De camino al trabajo, Lorenzo Buenavista siempre confiaba en que la espesa niebla que le recibía cada mañana desapareciera conforme el sol impusiera su presencia a lo largo del día. Sin embargo, ese acontecimiento que Lorenzo Buenavista anhelaba jamás ocurría, y aquella atmósfera lechosa y húmeda que todo lo envolvía le arañaba la cara y de nuevo le calaba hasta el tuétano. Pero eso a Lorenzo parecía no importarle, no esa mañana del trece de enero. Desde que se despertó de madrugada, inició su particular ritual con una energía extraña, una fuerza mecanizada pero casi inconsciente, como si algo fuera de él le ordenara cada unos de los estrictos movimientos que debía ejecutar. “Levántate, apoya tu pie derecho sobre el suelo. Está frío. Apoya a continuación el pie izquierdo, incorpórate. Nunca lo hagas al contrario, eso tendría terribles consecuencias. Descorre la cortina, mira por la ventana. Niebla. Pronto el sol la disolverá, seguro. Observa ese gato negro que se cruza de repente delante de tus ojos. Se ha detenido durante unos segundos y te mira fijamente; luego, desaparece. Corre la cortina de nuevo. Vístete, date prisa”. Lorenzo Buenavista comprendió enseguida cual era su misión y se apresuró a completar su particular compendio de rutinas. Desde que vio a aquel animal horrendo por la ventana, supo que hoy no sería un buen día por lo que se sentía ansioso por emprender su camino al trabajo con el fin de poner remedio a semejante infortunio. A pesar del entumecimiento de sus músculos y un ligero calambre en el estómago, salió de casa con el pleno convencimiento de que el mal presagio se corregiría con la realización perfecta de una tarea concreta.

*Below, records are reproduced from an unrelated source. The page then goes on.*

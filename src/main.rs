use actix_cors::Cors;
use actix_web::{middleware, web, App, HttpServer};
use job_match::config::{LogFormat, LoggingSettings, Settings};
use job_match::core::MatchEngine;
use job_match::routes::{self, auth::TokenValidator, AppState};
use job_match::services::PostgresStore;
use std::sync::Arc;
use tracing::{error, info};
use tracing_subscriber::EnvFilter;

#[actix_web::main]
async fn main() -> std::io::Result<()> {
    // Load .env file if present
    dotenv::dotenv().ok();

    // Load configuration before logging so the subscriber honours the logging section
    let settings = Settings::load();
    let logging = settings
        .as_ref()
        .map(|s| s.logging.clone())
        .unwrap_or_default();
    init_tracing(&logging);

    info!("Starting job match service...");

    let settings = settings.map_err(|e| {
        error!("Failed to load configuration: {}", e);
        std::io::Error::new(std::io::ErrorKind::InvalidInput, e)
    })?;

    info!("Configuration loaded successfully");

    // Initialize PostgreSQL store
    let store = PostgresStore::from_settings(
        &settings.database.url,
        settings.database.max_connections,
        settings.database.min_connections,
        settings.database.acquire_timeout_secs,
        settings.database.idle_timeout_secs,
    )
    .await
    .map_err(|e| {
        error!("Failed to connect to PostgreSQL: {}", e);
        std::io::Error::new(std::io::ErrorKind::ConnectionRefused, e)
    })?;

    info!(
        "PostgreSQL store initialized (max: {} connections)",
        settings.database.max_connections.unwrap_or(10)
    );

    // Initialize engine with configured weights
    let weights = settings.scoring.weights().map_err(|e| {
        std::io::Error::new(std::io::ErrorKind::InvalidInput, e)
    })?;

    let shared = Arc::new(store.clone());
    let engine = MatchEngine::new(shared.clone(), shared)
        .with_weights(weights)
        .with_limit(settings.matching.result_limit);

    info!("Match engine initialized with {:?}", engine);

    // Build application state
    let app_state = AppState {
        engine,
        tokens: Arc::new(TokenValidator::new(&settings.auth.jwt_secret)),
        database: Some(store),
    };

    // Configure HTTP server
    let host = settings.server.host.clone();
    let port = settings.server.port;
    let workers = settings.server.workers.unwrap_or(4);

    info!("Starting HTTP server on {}:{}", host, port);

    HttpServer::new(move || {
        let cors = Cors::permissive();

        App::new()
            .app_data(web::Data::new(app_state.clone()))
            .app_data(web::QueryConfig::default().error_handler(routes::handle_query_payload_error))
            .wrap(cors)
            .wrap(middleware::Logger::default())
            .wrap(middleware::Compress::default())
            .configure(routes::configure_routes)
    })
    .workers(workers)
    .bind((host, port))?
    .run()
    .await
}

/// RUST_LOG wins over `logging.level` (which already carries LOG_LEVEL)
fn init_tracing(logging: &LoggingSettings) {
    let filter = EnvFilter::try_from_default_env().unwrap_or_else(|_| EnvFilter::new(&logging.level));

    let subscriber = tracing_subscriber::fmt()
        .with_env_filter(filter)
        .with_target(false)
        .with_level(true);

    match logging.format {
        LogFormat::Pretty => subscriber.pretty().init(),
        LogFormat::Compact => subscriber.compact().init(),
        LogFormat::Full => subscriber.init(),
    }
}
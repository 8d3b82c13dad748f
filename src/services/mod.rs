// Service exports
pub mod memory;
pub mod postgres;
pub mod store;

pub use memory::InMemoryStore;
pub use postgres::PostgresStore;
pub use store::{JobStore, ProfileStore, StoreError};
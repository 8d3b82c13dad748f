// Model exports
pub mod domain;
pub mod requests;
pub mod responses;

pub use domain::{
    CandidateMatchWeights, JobMatchWeights, JobPosting, JobStatus, MatchResult, ScoringWeights,
    SeekerProfile,
};
pub use requests::RecommendationQuery;
pub use responses::{ErrorResponse, HealthResponse};
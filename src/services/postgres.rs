use async_trait::async_trait;
use sqlx::postgres::{PgPoolOptions, PgRow};
use sqlx::{PgPool, Row};
use std::collections::BTreeSet;
use std::time::Duration;

use crate::core::skills::SkillQuery;
use crate::models::{JobPosting, JobStatus, SeekerProfile};
use crate::services::store::{JobStore, ProfileStore, StoreError};

/// PostgreSQL-backed profile and job store
///
/// Owns its pool handle; there is no process-wide connection.
#[derive(Clone)]
pub struct PostgresStore {
    pool: PgPool,
}

impl PostgresStore {
    /// Wrap an existing pool
    pub fn new(pool: PgPool) -> Self {
        Self { pool }
    }

    /// Connect a new pool and run migrations
    pub async fn connect(
        database_url: &str,
        max_connections: u32,
        min_connections: u32,
        acquire_timeout: Duration,
        idle_timeout: Duration,
    ) -> Result<Self, StoreError> {
        let pool = PgPoolOptions::new()
            .max_connections(max_connections)
            .min_connections(min_connections)
            .acquire_timeout(acquire_timeout)
            .idle_timeout(idle_timeout)
            .test_before_acquire(true)
            .connect(database_url)
            .await?;

        // Run migrations on startup
        sqlx::migrate!("./migrations").run(&pool).await?;

        Ok(Self::new(pool))
    }

    /// Create a store from optional settings values
    pub async fn from_settings(
        url: &str,
        max_connections: Option<u32>,
        min_connections: Option<u32>,
        acquire_timeout_secs: Option<u64>,
        idle_timeout_secs: Option<u64>,
    ) -> Result<Self, StoreError> {
        tracing::info!("Connecting to PostgreSQL");

        Self::connect(
            url,
            max_connections.unwrap_or(10),
            min_connections.unwrap_or(1),
            Duration::from_secs(acquire_timeout_secs.unwrap_or(5)),
            Duration::from_secs(idle_timeout_secs.unwrap_or(600)),
        )
        .await
    }

    /// Health check for the database connection
    pub async fn health_check(&self) -> Result<bool, StoreError> {
        sqlx::query("SELECT 1")
            .fetch_one(&self.pool)
            .await
            .map(|_| true)
            .map_err(Into::into)
    }
}

fn job_from_row(row: &PgRow) -> Result<JobPosting, StoreError> {
    let status: String = row.try_get("status")?;

    Ok(JobPosting {
        id: row.try_get("id")?,
        company_id: row.try_get("company_id")?,
        title: row.try_get("title")?,
        company_name: row.try_get("company_name")?,
        industry: row.try_get("industry")?,
        experience_level: row.try_get("experience_level")?,
        skills: row.try_get("skills")?,
        status: JobStatus::from_db(&status),
        location: row.try_get("location")?,
        job_type: row.try_get("job_type")?,
        created_at: row.try_get("created_at")?,
    })
}

fn profile_from_row(row: &PgRow) -> Result<SeekerProfile, StoreError> {
    Ok(SeekerProfile {
        user_id: row.try_get("user_id")?,
        experience_level: row.try_get("experience_level")?,
        skills: row.try_get("skills")?,
        title: row.try_get("title")?,
        summary: row.try_get("summary")?,
        first_name: row.try_get("first_name")?,
        last_name: row.try_get("last_name")?,
        email: row.try_get("email")?,
    })
}

#[async_trait]
impl ProfileStore for PostgresStore {
    async fn get_seeker_profile(&self, user_id: i64) -> Result<Option<SeekerProfile>, StoreError> {
        let query = r#"
            SELECT p.user_id, p.experience_level, p.skills, p.title, p.summary,
                   u.first_name, u.last_name, u.email
            FROM job_seeker_profiles p
            LEFT JOIN users u ON p.user_id = u.id
            WHERE p.user_id = $1
        "#;

        let row = sqlx::query(query)
            .bind(user_id)
            .fetch_optional(&self.pool)
            .await?;

        row.as_ref().map(profile_from_row).transpose()
    }

    async fn get_application_industries(
        &self,
        user_id: i64,
    ) -> Result<BTreeSet<String>, StoreError> {
        let query = r#"
            SELECT DISTINCT c.industry
            FROM applications a
            JOIN jobs j ON a.job_id = j.id
            JOIN companies c ON j.company_id = c.id
            WHERE a.job_seeker_id = $1
              AND c.industry IS NOT NULL
        "#;

        let rows = sqlx::query(query).bind(user_id).fetch_all(&self.pool).await?;

        let industries = rows
            .iter()
            .map(|row| row.try_get::<String, _>("industry"))
            .collect::<Result<BTreeSet<_>, _>>()?;

        tracing::debug!("User {} applied in {} industries", user_id, industries.len());

        Ok(industries)
    }
}

#[async_trait]
impl JobStore for PostgresStore {
    async fn find_candidate_jobs(
        &self,
        skills: &SkillQuery,
        experience_level: Option<&str>,
        industries: &BTreeSet<String>,
        limit: usize,
    ) -> Result<Vec<JobPosting>, StoreError> {
        let query = r#"
            WITH scored AS (
                SELECT j.id, j.company_id, j.title, c.company_name, c.industry,
                       j.experience_level, j.skills, j.status, j.location, j.job_type,
                       j.created_at,
                       (SELECT COUNT(*)
                          FROM unnest($1::text[]) AS s(token)
                         WHERE strpos(lower(coalesce(j.skills, '')), s.token) > 0
                       ) AS skill_match_score,
                       CASE WHEN j.experience_level = $2 THEN 2 ELSE 0 END AS experience_match_score
                FROM jobs j
                JOIN companies c ON j.company_id = c.id
                WHERE lower(j.status) = 'open'
            )
            SELECT *
            FROM scored
            WHERE skill_match_score > 0
               OR experience_match_score > 0
               OR industry = ANY($3)
            ORDER BY (skill_match_score + experience_match_score) DESC, created_at DESC, id ASC
            LIMIT $4
        "#;

        let industries: Vec<String> = industries.iter().cloned().collect();

        let rows = sqlx::query(query)
            .bind(skills.tokens())
            .bind(experience_level)
            .bind(industries)
            .bind(limit as i64)
            .fetch_all(&self.pool)
            .await?;

        rows.iter().map(job_from_row).collect()
    }

    async fn find_candidate_seekers(
        &self,
        skills: &SkillQuery,
        experience_level: Option<&str>,
        limit: usize,
    ) -> Result<Vec<SeekerProfile>, StoreError> {
        let query = r#"
            WITH scored AS (
                SELECT p.user_id, p.experience_level, p.skills, p.title, p.summary,
                       u.first_name, u.last_name, u.email,
                       (SELECT COUNT(*)
                          FROM unnest($1::text[]) AS s(token)
                         WHERE strpos(lower(coalesce(p.skills, '')), s.token) > 0
                       ) AS skill_match_score,
                       CASE WHEN p.experience_level = $2 THEN 2 ELSE 0 END AS experience_match_score
                FROM job_seeker_profiles p
                JOIN users u ON p.user_id = u.id
                WHERE u.role = 'job_seeker'
            )
            SELECT *
            FROM scored
            WHERE skill_match_score > 0
            ORDER BY (skill_match_score + experience_match_score) DESC, user_id ASC
            LIMIT $3
        "#;

        let rows = sqlx::query(query)
            .bind(skills.tokens())
            .bind(experience_level)
            .bind(limit as i64)
            .fetch_all(&self.pool)
            .await?;

        rows.iter().map(profile_from_row).collect()
    }

    async fn get_job_by_id(&self, job_id: i64) -> Result<Option<JobPosting>, StoreError> {
        let query = r#"
            SELECT j.id, j.company_id, j.title, c.company_name, c.industry,
                   j.experience_level, j.skills, j.status, j.location, j.job_type,
                   j.created_at
            FROM jobs j
            LEFT JOIN companies c ON j.company_id = c.id
            WHERE j.id = $1
        "#;

        let row = sqlx::query(query)
            .bind(job_id)
            .fetch_optional(&self.pool)
            .await?;

        row.as_ref().map(job_from_row).transpose()
    }
}
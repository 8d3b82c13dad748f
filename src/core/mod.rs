// Core algorithm exports
pub mod matcher;
pub mod scoring;
pub mod skills;

pub use matcher::{MatchEngine, MatchError, DEFAULT_RESULT_LIMIT};
pub use scoring::{score_candidate_for_job, score_job_for_seeker, MatchBreakdown};
pub use skills::{matching_skills, normalize_skills, SkillQuery};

Lorenzo Buenavista llegó al camposanto de la ciudad, su lugar de trabajo, tan rápido como pudo. Era enterrador. Se dedicaba a cavar fosas para recibir personas difuntas y luego, mediante una serie de destrezas adquiridas durante años, se dedicaba a echarles tierra encima hasta que quedaban totalmente sepultadas. De ahí a la eternidad. Lo cierto es que nunca estuvo seguro de cuando se inició en este oficio, tan solo recordaba que su padre, el también enterrador Sr. Luis Fernando Buenavista, lo llevaba de chico al cementerio y le insistía con argumentos y complejas sabidurías: “Es esencial la medida de la fosa, Lorenzo, tan importante como su profundidad. Si la haces demasiado grande el ataúd queda perdido en medio del hoyo y eso, hijo mío, está muy mal visto. Pero si la haces demasiado pequeña entonces el ataúd no cabe, se ve obligado a entrar de punta y entonces corres el riesgo de que la tapa se abra y de que el muerto caiga de bruces a la fosa. Y eso es señal de mal augurio, Lorenzo. Nunca permitas que eso ocurra porque si no, la suerte de los allí presentes quedará marcada durante años y la tuya también. Sin embargo, si logras una fosa de proporciones perfectas entonces todo queda arreglado. El ataúd encajará de forma armoniosa y tu corazón se hinchará de orgullo. No lo olvides Lorenzo. La medida de la fosa es la clave de tu destino y su exactitud la diferencia entre vivir bien o vivir mal”.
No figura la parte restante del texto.